Ceux-là n’attendent pas que l’oiseau de la mort
Leur apporte le pain de vie.
Ils subissent le joug des communes douleurs,
Ils vivent au milieu de cette foule en pleurs
Que le veau d’or s’est asservie.

Leur lèvre ne fuit point le calice de fiel.
Ils ne s’évadent pas du bagne industriel
Où la fatalité les rive.
Du sceptre du travail armés de l’aube au soir,
Ils attendent que Dieu réponde à leur espoir
Et qu’ici-bas son règne arrive.

Poète, imite-les ! viens aimer, viens souffrir.
En holocauste aussi, s’il le faut, viens l’offrir.
Laisse en paix les pins et les chênes ;
Ce n’est pas à leur chant que le ciel peut s’ouvrir :
Car leur chant n’est pas même assez fort pour couvrir
Le bruit qu’à nos pieds font nos chaînes.
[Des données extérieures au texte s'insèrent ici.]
//! Application Layer
//!
//! The selection → forecast → analysis pipeline and its read-only views.
//! Depends on domain and infrastructure layers.

pub mod analysis_fetcher;
pub mod facade;
pub mod forecast;
pub mod selection_store;
pub mod views;

pub use analysis_fetcher::{
    AnalysisFetchError, AnalysisFetcher, CurrentAnalysis, FetchState, FetchStatus, SyncOutcome,
};
pub use facade::Dashboard;
pub use forecast::{ForecastError, ForecastGenerator};
pub use selection_store::SelectionStore;
pub use views::{
    action_required, decision_insights, demand_series, inventory_view, stock_comparison,
    DashboardViews, StockStatus,
};
//! Logging initialization

use tracing_subscriber::EnvFilter;

/// Initialize tracing at `info`, unless `RUST_LOG` says otherwise
pub fn init_tracing() {
    init_tracing_with_level("info");
}

/// Initialize tracing at the configured level. `RUST_LOG` takes precedence.
///
/// Safe to call more than once; later calls are ignored.
pub fn init_tracing_with_level(level: &str) {
    let filter = EnvFilter::try_from_default_env().unwrap_or_else(|_| EnvFilter::new(level));

    let _ = tracing_subscriber::fmt()
        .with_env_filter(filter)
        .with_target(false)
        .with_thread_ids(false)
        .with_line_number(false)
        .try_init();
}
Laisse en paix, dans l’air bleu, les grands arbres monter
Les fleurs s’épanouir et les oiseaux chanter,
Sans les troubler de ta souffrance.
Reviens : Dieu n’est pas là. Les bois mélodieux
Sont, depuis deux mille ans, dépeuplés de leurs dieux
Comme ton cœur l’est d’espérance.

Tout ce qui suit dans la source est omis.